Quand le péril croît, le salut apparaît.

Hölderlin

 

I

La nature ne fait jamais rien en vain


Chance Gardiner refait surface en ce début d’année. La planète tremble dès les premiers pas du 47e Président d'Océanie, Ronald Tramp. Celui-ci multiplie les déclarations incendiaires contre tout ce qui n’est pas dirigé vers la croissance de l’Océanie. C’est le slogan trampiste « Make Oceana Great Again » (MOGA). Tramp veut faire du Canada le 51e État des USA. Il ne réclame par ailleurs rien de moins que la bande de Gaza pour en faire un territoire sous gouverne océanique en invitant les Palestiniens à quitter leur terre ancestrale afin de tout reconstruire et d’en faire une sorte de nouvelle Côte-d’Azur avec des tours et des habitations luxueuses. L’opinion internationale condamne sans merci la suggestion du vorace président. Puis, il y a la politique migratoire du Président farouchement opposée l’immigration irrégulière sur le territoire océanique. Le Président entend en effet procéder à l’expulsion massive d’étrangers illégaux, sans papiers, réfugiés. Les autorités religieuses condamnent sans appel ces politiques migratoires funestes qui vont à l’encontre de la dignité des personnes.

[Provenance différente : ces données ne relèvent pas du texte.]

//! End-to-end flow scenarios: ordering, join barriers, fan-out, batch stages.

use stagegraph::testing::*;
use stagegraph::*;
use std::collections::HashMap;
use std::sync::{Arc, Mutex};

fn double_stage() -> impl Stage {
    from_fn(|mut r: FileRecord| {
        let text = r.text().unwrap_or_default().repeat(2);
        r.content = Some(Content::from(text));
        Ok(vec![r])
    })
    .cacheable()
}

fn keep_prefix(prefix: char) -> impl Stage {
    from_fn(move |r: FileRecord| {
        Ok(if r.filename.starts_with(prefix) {
            vec![r]
        } else {
            vec![]
        })
    })
}

fn concat_stage() -> impl Stage {
    batch_fn(|records: Vec<FileRecord>| {
        let text: String = records.iter().filter_map(FileRecord::text).collect();
        Ok(vec![FileRecord::with_content("bundle.js", text)])
    })
}

#[test]
fn test_single_node_doubles_content() -> anyhow::Result<()> {
    let node = PipelineNode::new(double_stage());
    node.freeze();

    let out = node.flow(Some(vec![record("a.js", "aa")]))?;
    assert_eq!(out, vec![record("a.js", "aaaa")]);
    Ok(())
}

#[test]
fn test_three_chained_doublings() -> anyhow::Result<()> {
    let root = PipelineNode::new(double_stage());
    root.pipe(double_stage())?.pipe(double_stage())?;
    root.freeze();

    let out = root.flow(Some(vec![record("a.js", "a")]))?;
    assert_texts(&out, &["aaaaaaaa"]);
    assert_eq!(out[0].text().map(str::len), Some(8));
    Ok(())
}

#[test]
fn test_shared_upstream_runs_once_for_both_branches() -> anyhow::Result<()> {
    let upstream = CountingStage::new(append_stage("2").cacheable());
    let upstream_calls = upstream.counter();

    let root = PipelineNode::new(upstream);
    root.pipe(append_stage("3"))?;
    root.pipe(append_stage("4"))?;
    root.freeze();

    for _ in 0..3 {
        let out = root.flow(Some(vec![record("n.txt", "1")]))?;
        assert_texts(&out, &["123", "124"]);
    }
    assert_eq!(upstream_calls.applies(), 1);
    Ok(())
}

#[test]
fn test_diamond_into_batch_concat() -> anyhow::Result<()> {
    let concat = CountingStage::new(concat_stage());
    let concat_calls = concat.counter();

    let root = PipelineNode::pass_through();
    let left = root.pipe(keep_prefix('a'))?;
    let right = root.pipe(keep_prefix('b'))?;
    let join = left.connect(&PipelineNode::new(concat))?;
    right.connect(&join)?;
    root.freeze();

    let out = root.flow(Some(vec![record("a.js", "a"), record("b.js", "b")]))?;
    assert_eq!(out, vec![record("bundle.js", "ab")]);

    let out = root.flow(Some(vec![record("a.js", "a")]))?;
    assert_eq!(out, vec![record("bundle.js", "a")]);

    assert_eq!(concat_calls.batches(), 2);
    assert_eq!(concat_calls.applies(), 0);
    Ok(())
}

#[test]
fn test_thirteen_node_dag_order() -> anyhow::Result<()> {
    let log: Arc<Mutex<Vec<String>>> = Arc::default();
    let flag_node = |flag: &'static str| {
        let log = Arc::clone(&log);
        PipelineNode::new(from_fn(move |mut r: FileRecord| {
            log.lock().unwrap().push(flag.to_string());
            let text = format!("{}{flag}", r.text().unwrap_or_default());
            r.content = Some(Content::from(text));
            Ok(vec![r])
        }))
        .tagged(flag)
        .unwrap()
    };

    let flags = [
        "A", "B", "C", "D", "E", "F", "G", "H", "I", "J", "K", "L", "M",
    ];
    let nodes: HashMap<&str, PipelineNode> = flags.iter().map(|&f| (f, flag_node(f))).collect();
    let edges = [
        ("A", "B"),
        ("A", "C"),
        ("B", "D"),
        ("B", "E"),
        ("C", "E"),
        ("C", "F"),
        ("D", "G"),
        ("E", "G"),
        ("E", "H"),
        ("F", "H"),
        ("F", "I"),
        ("G", "J"),
        ("H", "K"),
        ("I", "M"),
        ("M", "L"),
    ];
    for (from, to) in edges {
        nodes[from].connect(&nodes[to])?;
    }
    let root = &nodes["A"];
    root.freeze();

    let expected_out = [
        "ABDGJ", "ABEGJ", "ACEGJ", "ABEHK", "ACEHK", "ACFHK", "ACFIML",
    ];
    let expected_log = [
        "A", "B", "D", "C", "E", "E", "G", "G", "G", "J", "J", "J", "F", "H", "H", "H", "K", "K",
        "K", "I", "M", "L",
    ];

    for _ in 0..2 {
        log.lock().unwrap().clear();
        let out = root.flow(Some(vec![record("seed.txt", "")]))?;
        assert_texts(&out, &expected_out);
        assert_eq!(*log.lock().unwrap(), expected_log);

        for node in nodes.values() {
            assert_eq!(Some(node.pending_parents()), node.total_parents(), "{node}");
            assert_eq!(node.inbox_len(), 0, "{node}");
        }
    }
    Ok(())
}

#[test]
fn test_drop_and_fan_out() -> anyhow::Result<()> {
    let split = from_fn(|r: FileRecord| {
        let text = r.text().unwrap_or_default().to_string();
        Ok(text
            .split(',')
            .filter(|part| !part.is_empty())
            .map(|part| FileRecord::with_content(r.filename.clone(), part))
            .collect())
    });
    let root = PipelineNode::new(split);
    let sink = root.pipe(append_stage("!"))?;
    root.freeze();

    let out = root.flow(Some(vec![
        record("a.txt", "x,y,z"),
        record("empty.txt", ""),
        record("b.txt", "w"),
    ]))?;
    assert_texts(&out, &["x!", "y!", "z!", "w!"]);
    assert!(out[..3].iter().all(|r| r.filename == "a.txt"));
    assert_eq!(sink.stats().stage_calls, 4);
    Ok(())
}

#[test]
fn test_join_waits_for_every_parent() -> anyhow::Result<()> {
    let first = PipelineNode::pass_through();
    let second = PipelineNode::pass_through();
    let join = first.connect(&PipelineNode::new(concat_stage()))?;
    second.connect(&join)?;
    first.freeze();
    second.freeze();

    let out = first.flow(Some(vec![record("a.js", "a")]))?;
    assert!(out.is_empty(), "join must wait for its second parent");
    assert_eq!(join.pending_parents(), 1);
    assert_eq!(join.inbox_len(), 1);
    assert_eq!(join.stats().barrier_waits, 1);

    let out = second.flow(Some(vec![record("b.js", "b")]))?;
    assert_eq!(out, vec![record("bundle.js", "ab")]);
    assert_eq!(join.pending_parents(), 2);
    assert_eq!(join.inbox_len(), 0);
    Ok(())
}

#[test]
fn test_flow_without_records_uses_inbox() -> anyhow::Result<()> {
    let parent = PipelineNode::pass_through();
    let child = parent.pipe(append_stage("+"))?;
    parent.freeze();

    // An internal node driven by hand: notify fills the inbox and flows.
    let out = child.notify(vec![record("a", "x")])?;
    assert_texts(&out, &["x+"]);
    assert_eq!(child.pending_parents(), 1);

    // A root flowed without records works on its (empty) inbox.
    let out = parent.flow(None)?;
    assert!(out.is_empty());
    Ok(())
}

#[test]
fn test_excess_notifications_clamp_join_counter() -> anyhow::Result<()> {
    let root = PipelineNode::pass_through();
    let child = root.pipe(append_stage("+"))?;
    root.freeze();

    for i in 0..4 {
        let out = child.notify(vec![record("a", &i.to_string())])?;
        assert_texts(&out, &[format!("{i}+").as_str()]);
        assert_eq!(child.pending_parents(), 1);
        assert_eq!(child.total_parents(), Some(1));
    }

    // A root has no parents; notifying it still flows and leaves it at zero.
    for _ in 0..3 {
        let out = root.notify(vec![record("r", "r")])?;
        assert_texts(&out, &["r+"]);
        assert_eq!(root.pending_parents(), 0);
        assert_eq!(root.total_parents(), Some(0));
    }
    assert_eq!(child.stats().cycles, 7);
    assert_eq!(child.stats().barrier_waits, 0);
    Ok(())
}

#[test]
fn test_non_merging_child_receives_nothing() -> anyhow::Result<()> {
    let seen: Arc<Mutex<Vec<usize>>> = Arc::default();
    let seen_in_stage = Arc::clone(&seen);
    let counter = batch_fn(move |records: Vec<FileRecord>| {
        seen_in_stage.lock().unwrap().push(records.len());
        Ok(vec![FileRecord::with_content("count", records.len().to_string())])
    });

    let root = PipelineNode::new(append_stage("!"));
    root.pipe_with(counter, false)?;
    root.freeze();

    let out = root.flow(Some(vec![record("a", "a"), record("b", "b")]))?;
    assert_texts(&out, &["0"]);
    assert_eq!(*seen.lock().unwrap(), vec![0]);
    Ok(())
}

#[test]
fn test_mixed_merge_edges_keep_order() -> anyhow::Result<()> {
    let root = PipelineNode::pass_through();
    root.pipe(append_stage("-1"))?;
    root.pipe_with(append_stage("-2"), false)?;
    root.pipe(append_stage("-3"))?;
    root.freeze();

    let out = root.flow(Some(vec![record("a", "a")]))?;
    assert_texts(&out, &["a-1", "a-3"]);
    Ok(())
}

#[test]
fn test_pass_through_preserves_records() -> anyhow::Result<()> {
    let root = PipelineNode::pass_through();
    let sink = root.connect(&PipelineNode::pass_through())?;
    root.freeze();

    let input = vec![
        record("a.js", "a").field("lang", "js"),
        FileRecord::new("empty"),
        FileRecord::with_content("bin", vec![0u8, 1, 2]),
    ];
    let out = root.flow(Some(input.clone()))?;
    assert_eq!(out, input);
    assert_eq!(sink.stats().cycles, 1);
    Ok(())
}

#[test]
fn test_leaf_output_for_multiple_sinks_follows_discovery_order() -> anyhow::Result<()> {
    let root = PipelineNode::pass_through();
    let mid = root.pipe(append_stage("m"))?;
    mid.pipe(append_stage("1"))?;
    root.pipe(append_stage("2"))?;
    mid.pipe(append_stage("3"))?;
    root.freeze();

    let out = root.flow(Some(vec![record("a", "")]))?;
    assert_texts(&out, &["m1", "m3", "2"]);
    Ok(())
}

#[test]
fn test_stage_fields_flow_downstream() -> anyhow::Result<()> {
    let tagger = from_fn(|r: FileRecord| Ok(vec![r.field("seen", true)]));
    let checker = from_fn(|r: FileRecord| {
        anyhow::ensure!(r.get_field("seen").is_some(), "field missing on {}", r.filename);
        Ok(vec![r])
    });
    let root = PipelineNode::new(tagger);
    root.pipe(checker)?;
    root.freeze();

    let out = root.flow(Some(vec![record("a", "a")]))?;
    assert_eq!(out[0].get_field("seen"), Some(&serde_json::json!(true)));
    Ok(())
}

Dustin Dust, le patron de Cybertruck, bras droit du Président, fait partie du cirque présidentielle. Le patron du réseau social X a mis sur pied sa commission extragouvernementale « Rodger », charger de tailler dans la dépense publique concernant l’administration de l’État fédéral océanique. Le 11 février dernier, le multimilliardaire est apparu dans le Bureau Rond de la Maison Ronde avec son fils « X », pour succinctement évoquer sa croisade politique contre la bureaucratie en défaveur de la démocratie. Tout de noir vêtu, un pendentif orné d’une fusée autour du cou, coiffé d’une casquette noire avec le fameux slogan MOGA, son fils sur ses épaules, la scène relevait du parfait burlesque.

Le multimilliardaire accompagné de son fils quitta ensuite le Parlement où l’attendait une voiture haute gamme, la Cybertruck, que venait de lui livrer un chauffeur privé. Le père et le fils entrèrent donc dans le véhicule, mais non sans peine, car X ne voulait pas du tout y entrer. De force, assit X sur la banquette avant. L’enfant pleurnichait vivement, et Dustin entra en sainte colère. Il démarra la voiture en reculant brusquement, sans regarder dans le rétroviseur. Il sentit que son parechoc avait buté quelque chose derrière tout en entendant un léger gémissement : aie ! Dustin regarda nerveusement dans le rétroviseur et remarqua un homme d’une cinquantaine d’années bien mis, couvert d’un chapeau melon, tenant une valise avec des gants de cuir. Il se précipita aussitôt à l’extérieur pour s’excuser auprès de l’homme à la valise. C’était Chance Gardiner (Hasard Jardinier). Celui-ci se tenait la jambe, la cuisse plus précisément tout en la massant. Dustin s’excusa auprès du pauvre monsieur, puis dit : « Avez-vous mal à la cuisse ? Comment puis-je vous aider ? » Chance continuait de se masser la cuisse. Elon alors de dire un peu agité : « Je vais à l'instant appeler une ambulance. Ah, puis zut, non ! Je vais plutôt vous conduire directement chez moi où un médecin pourra constater l’état de votre jambe et la soigner. Je me présente : je suis Dustin Dust, figure bien connue du public. »

Tout en serrant la main du multimilliardaire, Chance accepta gentiment l’offre. « Je m’appelle Chance Gardiner », dit-il doucement. Dustin le fit entrer dans la voiture, tout en précisant à X, qui venait de se calmer, qu’il amenait Chance à la maison pour vérifier l’état de sa jambe qu’il venait par mégarde de percuter.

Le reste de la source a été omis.